Friday, Mar. 10, 2017 – Drive to Kota Bahru

Woke up not feeling too great this morning. Funny, we've done so well not getting sick from any food since we've been here, and the first western food we eat makes me queasy! Anyway, after another great breakfast buffet, we packed up and headed cross country, to Kota Bahru. Hubby has finally reached the stage where he's not trying to find things that remind him of the way things used to be, and acquiesced to the fact that everything has changed. The cross country trip took us through many small towns, and some of the prettiest mountain views we've seen since we've been here. We eventually found our way to the Villa Danialla Resort, right on the beach about 30 miles south of Kota Bahru, where we were warmly welcomed and shown to our Villa, a cute A-frame with a sea view (although there was another building in front of us, we could see between the buildings) and a nice porch. The room was a little musty, but we soon opened all the doors and windows (no screens) and had a steady breeze coming through to air it out. It had a huge bathroom and a big, four-poster bed with netting drapes around it, very tropical! We moved our luggage in, then sat on the porch for a while, enjoying the air. Hubby wanted a cup of coffee, so we walked back to the main building, which consisted of the lobby where we checked in, and also a sort of open air restaurant. We didn't find coffee, but we did find some tea with milk in an urn, and that sufficed. The owner, a woman named Datuk, greeted us, and then sat down with us to talk a while. That soon became a pattern, where every time we came into the dining hall area, we all, staff and customers (of which there was almost none besides us), ended up at the same table. I asked for a menu, and was told that dinner was going to be a buffet, so we could choose what we wanted. At first I thought that would be a good idea, but later, not so much. Finding food that Hubby could eat became almost impossible, as they tend to have a very high sodium content in almost all their cooking, and high potassium foods also seem to be predominant in the menu, so it became quite a challenge to find something he could eat! Anyway, we joined in as best we could, but went to bed quite early, as has become our habit!
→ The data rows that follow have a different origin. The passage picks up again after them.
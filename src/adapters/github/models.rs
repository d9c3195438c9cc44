//! GitHub REST API payloads
//!
//! Only the fields issue-mirror reads or writes are modelled.

use crate::config::CommitIdentity;
use crate::domain::{GitHubError, Result};
use base64::{engine::general_purpose, Engine as _};
use chrono::{DateTime, Utc};
use serde::{Deserialize, Serialize};

/// `GET /repos/{owner}/{repo}`
#[derive(Debug, Clone, Deserialize)]
pub struct RepositoryResponse {
    pub full_name: String,
    #[serde(default)]
    pub archived: bool,
}

/// Author of an issue or comment
#[derive(Debug, Clone, Deserialize)]
pub struct UserResponse {
    pub login: String,
}

/// `GET /repos/{owner}/{repo}/issues/{number}`
#[derive(Debug, Clone, Deserialize)]
pub struct IssueResponse {
    pub number: u64,
    pub title: String,
    #[serde(default)]
    pub body: Option<String>,
    pub created_at: DateTime<Utc>,
    #[serde(default)]
    pub html_url: Option<String>,
    #[serde(default)]
    pub user: Option<UserResponse>,
}

/// One entry of `GET /repos/{owner}/{repo}/issues/{number}/comments`
#[derive(Debug, Clone, Deserialize)]
pub struct CommentResponse {
    pub id: u64,
    #[serde(default)]
    pub body: Option<String>,
    pub created_at: DateTime<Utc>,
    #[serde(default)]
    pub user: Option<UserResponse>,
}

/// `POST /repos/{owner}/{repo}/issues/{number}/comments` response
#[derive(Debug, Clone, Deserialize)]
pub struct CreatedCommentResponse {
    pub id: u64,
    #[serde(default)]
    pub html_url: Option<String>,
}

/// `GET /repos/{owner}/{repo}/contents/{path}` for a file
#[derive(Debug, Clone, Deserialize)]
pub struct ContentResponse {
    pub path: String,
    pub sha: String,
    #[serde(default)]
    pub content: Option<String>,
    #[serde(default)]
    pub encoding: Option<String>,
}

impl ContentResponse {
    /// Decodes the base64 payload, which GitHub wraps at 60 columns
    ///
    /// Files over 1 MB come back with `encoding: "none"` and no content;
    /// those decode to `Ok(None)`.
    pub fn decoded_bytes(&self) -> Result<Option<Vec<u8>>> {
        match self.encoding.as_deref() {
            Some("base64") | None => {}
            Some("none") => return Ok(None),
            Some(other) => {
                return Err(GitHubError::InvalidResponse(format!(
                    "Unsupported content encoding '{other}' for {}",
                    self.path
                ))
                .into())
            }
        }
        let packed: String = self
            .content
            .as_deref()
            .unwrap_or_default()
            .chars()
            .filter(|c| !c.is_whitespace())
            .collect();
        general_purpose::STANDARD
            .decode(packed)
            .map(Some)
            .map_err(|e| {
                GitHubError::InvalidResponse(format!("Bad base64 content for {}: {e}", self.path))
                    .into()
            })
    }
}

/// Name and email attached to a commit
#[derive(Debug, Clone, Serialize, PartialEq, Eq)]
pub struct GitIdentity {
    pub name: String,
    pub email: String,
}

impl From<&CommitIdentity> for GitIdentity {
    fn from(identity: &CommitIdentity) -> Self {
        Self {
            name: identity.name.clone(),
            email: identity.email.clone(),
        }
    }
}

/// `PUT /repos/{owner}/{repo}/contents/{path}` body
#[derive(Debug, Clone, Serialize)]
pub struct PutContentRequest {
    pub message: String,
    /// Base64 of the file bytes
    pub content: String,
    #[serde(skip_serializing_if = "Option::is_none")]
    pub sha: Option<String>,
    pub committer: GitIdentity,
    pub author: GitIdentity,
}

/// Blob half of the PUT response
#[derive(Debug, Clone, Deserialize)]
pub struct PutContentBlob {
    pub sha: String,
    pub path: String,
}

/// `PUT /repos/{owner}/{repo}/contents/{path}` response
#[derive(Debug, Clone, Deserialize)]
pub struct PutContentResponse {
    pub content: PutContentBlob,
}

/// `POST /repos/{owner}/{repo}/issues/{number}/comments` body
#[derive(Debug, Clone, Serialize)]
pub struct CreateCommentRequest<'a> {
    pub body: &'a str,
}

#[cfg(test)]
mod tests {
    use super::*;

    #[test]
    fn test_issue_with_null_body() {
        let json = r#"{
            "number": 7,
            "title": "Notes",
            "body": null,
            "created_at": "2024-05-01T10:00:00Z",
            "user": {"login": "octo"}
        }"#;
        let issue: IssueResponse = serde_json::from_str(json).unwrap();
        assert_eq!(issue.number, 7);
        assert!(issue.body.is_none());
        assert_eq!(issue.user.unwrap().login, "octo");
    }

    #[test]
    fn test_put_request_omits_missing_sha() {
        let identity = GitIdentity {
            name: "Mirror Bot".to_string(),
            email: "bot@example.com".to_string(),
        };
        let request = PutContentRequest {
            message: "Add assets/a.png".to_string(),
            content: "AAEC".to_string(),
            sha: None,
            committer: identity.clone(),
            author: identity,
        };
        let value = serde_json::to_value(&request).unwrap();
        assert!(value.get("sha").is_none());
        assert_eq!(value["committer"]["email"], "bot@example.com");
    }

    #[test]
    fn test_content_decodes_wrapped_base64() {
        let content = ContentResponse {
            path: "issue.md".to_string(),
            sha: "abc".to_string(),
            content: Some("aGVs\nbG8=\n".to_string()),
            encoding: Some("base64".to_string()),
        };
        assert_eq!(content.decoded_bytes().unwrap().unwrap(), b"hello");
    }

    #[test]
    fn test_large_content_has_no_payload() {
        let content = ContentResponse {
            path: "big.bin".to_string(),
            sha: "abc".to_string(),
            content: Some(String::new()),
            encoding: Some("none".to_string()),
        };
        assert_eq!(content.decoded_bytes().unwrap(), None);
    }

    #[test]
    fn test_content_rejects_unknown_encoding() {
        let content = ContentResponse {
            path: "big.bin".to_string(),
            sha: "abc".to_string(),
            content: None,
            encoding: Some("utf-16".to_string()),
        };
        assert!(content.decoded_bytes().is_err());
    }

    #[test]
    fn test_repository_archived_defaults_false() {
        let repo: RepositoryResponse =
            serde_json::from_str(r#"{"full_name": "octo/site"}"#).unwrap();
        assert!(!repo.archived);
    }
}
Thursday, Mar. 9, 2017 – Day of Relaxation in Penang

After a delightfully large and scrumptious breakfast buffet, we spent the day relaxing on loungers in the yard, chatting with some Australian guys, and generally just hanging out. We didn’t need lunch, we started cocktail hour at 4:00, walked next door through the fish market to the “The Ship” restaurant for dinner, lured in by their sign that they had the “Best Steaks in Town.” I had a steak, though when I asked for medium rare the waiter suggested medium, and showed me a picture in the menu of what I would consider a rare steak and said “This is how our chef does medium rare.” So I ordered medium, which of course came out well-done, no pink at all. In retrospect, though, it was probably better, because I was a bit dubious of some of the quality of the other food. The corn on the cob was overcooked, the broccoli barely al dente, so it wasn’t a very satisfying meal, even though it looked more Western, which is what we wanted. Hubby ordered a seafood platter, and even though it was described as “grilled”, 80% of it was deep fried, so it was kind of a bust from that perspective. We walked back to the hotel on the street side, where the road was lined with tents and covered stalls with all kinds of tourist-y souvenir type stuff, where I bought my brother another T-shirt, Hard Rock Cafe-Penang. Not long out of bed, a very nice and relaxing day!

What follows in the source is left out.